From Pb(H2C3N3O3)(OH) to Pb(H2C3N3O3)F: Homovalent Anion Substitution-Induced Band Gap Enlargement and Birefringence Enhancement.

Abstract

Birefringent materials capable of modulating the polarization of light have attracted intensive studies because of their wide utilization in optical communication and the laser industry. Herein, two new lead(II)-based cyanurates, namely, Pb(H2C3N3O3)X (X = OH, F), were synthesized by hydrothermal methods, and the first halogen-containing metal cyanurate Pb(H2C3N3O3)F was successfully obtained by the rational substitution of a homovalent anion. Pb(H2C3N3O3)X (X = OH, F) belong to space group P1̅, and their structures display a neutral [Pb(H2C3N3O3)X] (X = OH, F) layer. The Pb2+ ions in Pb(H2C3N3O3)(OH) are interconnected by hydroxyl groups and oxygen atoms of cyanurate anions into a 1D [PbO(OH)]- chain, whereas the Pb2+ ions in Pb(H2C3N3O3)F are interconnected by F- anions and oxygen atoms of cyanurate anions into a 2D [PbOF]- layer. The π-π interactions between adjacent hydroisocyanurate rings and the hydrogen bonds between neighboring neutral layers provide additional stability to the structures. Luminescent studies show that Pb(H2C3N3O3)(OH) and Pb(H2C3N3O3)F emit yellow-green and blue light, respectively.
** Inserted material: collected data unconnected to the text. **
//! Type-variable bindings for one generic invocation.

use std::collections::HashSet;

use nova_types::{instantiate_as_supertype, Binding, SymbolType, TypeBindings, TypeEnv, TypeParamDef};

/// Bindings inferred for the type variables of a single call.
///
/// Owned by the candidate being checked and handed back with it, so each
/// overload attempt starts from a clean slate.
#[derive(Clone, Debug)]
pub(crate) struct InferenceContext {
    variables: HashSet<String>,
    bindings: TypeBindings,
    max_depth: usize,
}

impl InferenceContext {
    pub(crate) fn new<'p>(params: impl IntoIterator<Item = &'p TypeParamDef>, max_depth: usize) -> Self {
        Self {
            variables: params.into_iter().map(|p| p.name.clone()).collect(),
            bindings: TypeBindings::new(),
            max_depth,
        }
    }

    /// Binds explicit type arguments (`Foo.<String>bar()`) positionally.
    /// A witness list of the wrong length is ignored.
    pub(crate) fn bind_witnesses(&mut self, params: &[TypeParamDef], witnesses: &[SymbolType]) {
        if witnesses.len() != params.len() {
            return;
        }
        for (param, witness) in params.iter().zip(witnesses) {
            self.bindings.insert(
                param.name.clone(),
                witness.boxed().with_binding(Binding::Explicit),
            );
        }
    }

    /// Unifies a declared parameter type with the type of the argument
    /// passed for it.
    pub(crate) fn unify(&mut self, env: &dyn TypeEnv, formal: &SymbolType, actual: &SymbolType) {
        self.unify_at(env, formal, actual, 0);
    }

    /// Unifies the generic type being instantiated (`ArrayList<E>`) with the
    /// type the result is assigned to (`List<String>`). Only variables the
    /// arguments left open are bound.
    pub(crate) fn unify_target(&mut self, env: &dyn TypeEnv, generic: &SymbolType, expected: &SymbolType) {
        if !expected.is_reference() || expected.is_null() {
            return;
        }
        let expected = expected.read_type();
        let Some(view) = instantiate_as_supertype(env, generic, expected.name()) else {
            return;
        };
        let mut scratch = Self {
            variables: self.variables.clone(),
            bindings: TypeBindings::new(),
            max_depth: self.max_depth,
        };
        scratch.unify(env, &view, &expected);
        for (var, ty) in scratch.bindings {
            self.bindings.entry(var).or_insert(ty);
        }
    }

    /// `ty` with the inferred bindings applied. With `drop_unresolved`,
    /// variables still open fall back to their erasure.
    pub(crate) fn apply(&self, ty: &SymbolType, drop_unresolved: bool) -> SymbolType {
        ty.refactor(&self.bindings, drop_unresolved)
    }

    pub(crate) fn bindings(&self) -> &TypeBindings {
        &self.bindings
    }

    fn unify_at(&mut self, env: &dyn TypeEnv, formal: &SymbolType, actual: &SymbolType, depth: usize) {
        if depth > self.max_depth {
            tracing::trace!(target: "nova.typeck", %formal, %actual, depth, "inference depth exceeded");
            return;
        }
        if actual.is_null() || actual.is_void() || actual.is_unresolved() {
            return;
        }

        if formal.is_type_variable() {
            let Some(var) = formal.template_variable() else {
                return;
            };
            if !self.variables.contains(var) {
                return;
            }
            if let Some(value) = strip_dims(actual, formal.dims()) {
                self.bind(env, var, value.read_type().boxed());
            }
            return;
        }

        if formal.is_wildcard() {
            let bound = formal
                .lower_bounds()
                .first()
                .or_else(|| formal.upper_bounds().first())
                .cloned();
            if let Some(bound) = bound {
                self.unify_at(env, &bound, actual, depth + 1);
            }
            return;
        }

        if formal.is_array() {
            if let (Some(f), Some(a)) = (formal.component_type(), actual.component_type()) {
                self.unify_at(env, &f, &a, depth + 1);
            }
            return;
        }

        let Some(formal_args) = formal.type_args() else {
            return;
        };
        let actual = actual.read_type().boxed();
        let Some(view) = instantiate_as_supertype(env, &actual, formal.name()) else {
            return;
        };
        let Some(actual_args) = view.type_args() else {
            return;
        };
        if formal_args.len() != actual_args.len() {
            return;
        }
        for (f, a) in formal_args.iter().zip(actual_args) {
            self.unify_at(env, f, a, depth + 1);
        }
    }

    /// Explicit bindings stay; repeated inferences merge towards a common
    /// supertype.
    fn bind(&mut self, env: &dyn TypeEnv, var: &str, value: SymbolType) {
        let merged = match self.bindings.get(var) {
            Some(existing) if existing.binding() == Binding::Explicit => return,
            Some(existing) => existing.merge(&value, env),
            None => value,
        };
        tracing::trace!(target: "nova.typeck", var, bound = %merged, "inferred type variable");
        self.bindings
            .insert(var.to_string(), merged.without_member().with_binding(Binding::Inferred));
    }
}

fn strip_dims(ty: &SymbolType, dims: u32) -> Option<SymbolType> {
    let mut current = ty.clone();
    for _ in 0..dims {
        current = current.component_type()?;
    }
    Some(current)
}

#[cfg(test)]
mod tests {
    use super::*;
    use nova_types::{Primitive, TypeStore};
    use pretty_assertions::assert_eq;

    fn var(name: &str) -> SymbolType {
        SymbolType::type_variable(name, Vec::new())
    }

    fn params(names: &[&str]) -> Vec<TypeParamDef> {
        names.iter().map(|n| TypeParamDef::new(*n, Vec::new())).collect()
    }

    #[test]
    fn repeated_occurrences_merge() {
        let env = TypeStore::with_minimal_jdk();
        let tps = params(&["T"]);
        let mut cx = InferenceContext::new(&tps, 32);
        cx.unify(&env, &var("T"), &SymbolType::int());
        cx.unify(&env, &var("T"), &SymbolType::primitive(Primitive::Double));

        let bound = cx.apply(&var("T"), false);
        assert_eq!(bound, SymbolType::class("java.lang.Number"));
        assert_eq!(bound.binding(), Binding::Inferred);
    }

    #[test]
    fn explicit_witness_is_not_widened() {
        let env = TypeStore::with_minimal_jdk();
        let tps = params(&["T"]);
        let mut cx = InferenceContext::new(&tps, 32);
        cx.bind_witnesses(&tps, &[SymbolType::string()]);
        cx.unify(&env, &var("T"), &SymbolType::object());

        assert_eq!(cx.apply(&var("T"), false), SymbolType::string());
    }

    #[test]
    fn parameterized_formals_destructure_supertypes() {
        let env = TypeStore::with_minimal_jdk();
        let tps = params(&["E"]);
        let mut cx = InferenceContext::new(&tps, 32);
        let formal = SymbolType::parameterized("java.util.Collection", vec![SymbolType::wildcard_extends(var("E"))]);
        let actual = SymbolType::parameterized("java.util.ArrayList", vec![SymbolType::string()]);
        cx.unify(&env, &formal, &actual);

        assert_eq!(cx.bindings().get("E"), Some(&SymbolType::string()));
    }

    #[test]
    fn generic_arrays_peel_dimensions() {
        let env = TypeStore::with_minimal_jdk();
        let tps = params(&["T"]);
        let mut cx = InferenceContext::new(&tps, 32);
        cx.unify(&env, &var("T").array_of(1), &SymbolType::string().array_of(2));

        assert_eq!(cx.apply(&var("T"), true), SymbolType::string().array_of(1));
    }

    #[test]
    fn open_variables_drop_to_their_bound() {
        let tps = params(&["T"]);
        let cx = InferenceContext::new(&tps, 32);
        assert_eq!(cx.apply(&var("T"), true), SymbolType::object());
        assert!(cx.apply(&var("T"), false).is_type_variable());
    }

    #[test]
    fn target_typing_fills_open_variables_only() {
        let env = TypeStore::with_minimal_jdk();
        let tps = params(&["E"]);
        let mut cx = InferenceContext::new(&tps, 32);
        let generic = SymbolType::parameterized("java.util.ArrayList", vec![var("E")]);
        let target = SymbolType::parameterized("java.util.List", vec![SymbolType::string()]);
        cx.unify_target(&env, &generic, &target);

        assert_eq!(
            cx.apply(&generic, true),
            SymbolType::parameterized("java.util.ArrayList", vec![SymbolType::string()])
        );
    }
}
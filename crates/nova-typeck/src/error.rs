use nova_resolve::ResolveError;
use thiserror::Error;

/// Analysis of a unit stopped at `expression`.
///
/// `expression` is the Java-like rendering of the innermost node whose
/// resolution failed; `source` says why.
#[derive(Debug, Error)]
#[error("cannot analyze `{expression}`: {source}")]
pub struct AnalysisError {
    pub expression: String,
    #[source]
    pub source: ResolveError,
}

impl AnalysisError {
    pub fn new(expression: impl Into<String>, source: ResolveError) -> Self {
        Self {
            expression: expression.into(),
            source,
        }
    }

    pub fn is_overload_failure(&self) -> bool {
        matches!(self.source, ResolveError::OverloadResolution { .. })
    }

    pub fn is_symbol_failure(&self) -> bool {
        matches!(self.source, ResolveError::SymbolResolution { .. })
    }

    pub fn is_class_failure(&self) -> bool {
        matches!(self.source, ResolveError::ClassResolution(_))
    }
}

pub(crate) type Result<T, E = AnalysisError> = std::result::Result<T, E>;
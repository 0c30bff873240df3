use std::cell::OnceCell;
use std::fmt;
use std::rc::Rc;

use nova_core::Name;
use nova_hir::{Ast, NodeRef};
use nova_types::SymbolType;

use crate::scope::Scope;

/// What a symbol names.
#[derive(Clone, Copy, Debug, PartialEq, Eq, Hash)]
pub enum RefKind {
    Variable,
    Method,
    Type,
    TypeParam,
    EnumLiteral,
}

/// Lifecycle events delivered to [`SymbolActions`].
#[derive(Clone, Copy, Debug, PartialEq, Eq, Hash)]
pub enum SymbolEvent {
    Push,
    Pop,
    Read,
    Write,
}

/// Hook observing symbol lifecycle events. Failures abort analysis.
pub trait SymbolActions {
    fn on_event(&self, event: SymbolEvent, symbol: &Symbol) -> anyhow::Result<()>;
}

impl<F> SymbolActions for F
where
    F: Fn(SymbolEvent, &Symbol) -> anyhow::Result<()>,
{
    fn on_event(&self, event: SymbolEvent, symbol: &Symbol) -> anyhow::Result<()> {
        self(event, symbol)
    }
}

/// Supplies hooks for the symbols and scopes introduced by a node.
pub trait ActionProvider {
    fn actions_for(&self, ast: &Ast, node: NodeRef) -> Option<Rc<dyn SymbolActions>>;

    /// Hooks that observe every symbol of the unit.
    fn unit_actions(&self, _ast: &Ast) -> Option<Rc<dyn SymbolActions>> {
        None
    }
}

/// Provides no hooks.
#[derive(Clone, Copy, Debug, Default)]
pub struct NoActions;

impl ActionProvider for NoActions {
    fn actions_for(&self, _ast: &Ast, _node: NodeRef) -> Option<Rc<dyn SymbolActions>> {
        None
    }
}

/// A named binding in a [`Scope`].
#[derive(Clone)]
pub struct Symbol {
    name: Name,
    kind: RefKind,
    ty: SymbolType,
    params: Vec<SymbolType>,
    is_varargs: bool,
    location: Option<NodeRef>,
    members: OnceCell<Rc<Scope>>,
    actions: Option<Rc<dyn SymbolActions>>,
    shadows: Option<Name>,
}

impl Symbol {
    pub fn new(name: impl Into<Name>, kind: RefKind, ty: SymbolType) -> Self {
        Self {
            name: name.into(),
            kind,
            ty,
            params: Vec::new(),
            is_varargs: false,
            location: None,
            members: OnceCell::new(),
            actions: None,
            shadows: None,
        }
    }

    /// A method symbol; `ty` is the return type.
    pub fn method(name: impl Into<Name>, return_type: SymbolType, params: Vec<SymbolType>) -> Self {
        Self {
            params,
            ..Self::new(name, RefKind::Method, return_type)
        }
    }

    #[must_use]
    pub fn with_location(mut self, location: NodeRef) -> Self {
        self.location = Some(location);
        self
    }

    #[must_use]
    pub fn with_actions(mut self, actions: Option<Rc<dyn SymbolActions>>) -> Self {
        self.actions = actions;
        self
    }

    #[must_use]
    pub fn with_varargs(mut self, is_varargs: bool) -> Self {
        self.is_varargs = is_varargs;
        self
    }

    pub fn name(&self) -> &Name {
        &self.name
    }

    pub fn kind(&self) -> RefKind {
        self.kind
    }

    pub fn ty(&self) -> &SymbolType {
        &self.ty
    }

    /// Parameter types of a method symbol.
    pub fn params(&self) -> &[SymbolType] {
        &self.params
    }

    pub fn is_varargs(&self) -> bool {
        self.is_varargs
    }

    pub fn location(&self) -> Option<NodeRef> {
        self.location
    }

    pub fn actions(&self) -> Option<&Rc<dyn SymbolActions>> {
        self.actions.as_ref()
    }

    /// For a shadow placeholder, the name of the binding it preserves.
    pub fn shadows(&self) -> Option<&Name> {
        self.shadows.as_ref()
    }

    pub fn is_synthetic(&self) -> bool {
        self.shadows.is_some()
    }

    /// The body scope of a type symbol, once its declaration was left.
    pub fn members(&self) -> Option<&Rc<Scope>> {
        self.members.get()
    }

    /// Attaches the body scope of a type symbol. Only the first call has
    /// an effect.
    pub fn attach_members(&self, scope: Rc<Scope>) -> bool {
        self.members.set(scope).is_ok()
    }

    /// Same name and kind; methods additionally need equal erased
    /// parameter lists.
    pub(crate) fn same_binding(&self, other: &Symbol) -> bool {
        if self.name != other.name || self.kind != other.kind {
            return false;
        }
        if self.kind != RefKind::Method {
            return true;
        }
        self.params.len() == other.params.len()
            && self
                .params
                .iter()
                .zip(&other.params)
                .all(|(a, b)| a.erasure() == b.erasure())
    }

    /// The placeholder that keeps `self` reachable under `fresh_name`.
    pub(crate) fn placeholder(&self, fresh_name: Name) -> Symbol {
        Symbol {
            name: fresh_name,
            shadows: Some(self.name.clone()),
            ..self.clone()
        }
    }

    pub(crate) fn dispatch(&self, event: SymbolEvent) -> anyhow::Result<()> {
        match &self.actions {
            Some(actions) => actions.on_event(event, self),
            None => Ok(()),
        }
    }
}

impl fmt::Debug for Symbol {
    fn fmt(&self, f: &mut fmt::Formatter<'_>) -> fmt::Result {
        f.debug_struct("Symbol")
            .field("name", &self.name)
            .field("kind", &self.kind)
            .field("ty", &self.ty.to_string())
            .field("location", &self.location)
            .field("shadows", &self.shadows)
            .finish_non_exhaustive()
    }
}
Theoretical calculations unveiled their birefringences of 0.079 and 0.203@1064 nm and their band gaps of 3.96 and 4.96 eV, respectively, for OH- and F- containing materials. Obviously, the substitution of OH- by F- with the largest electronegativity can simultaneously improve both the birefringence and band gap.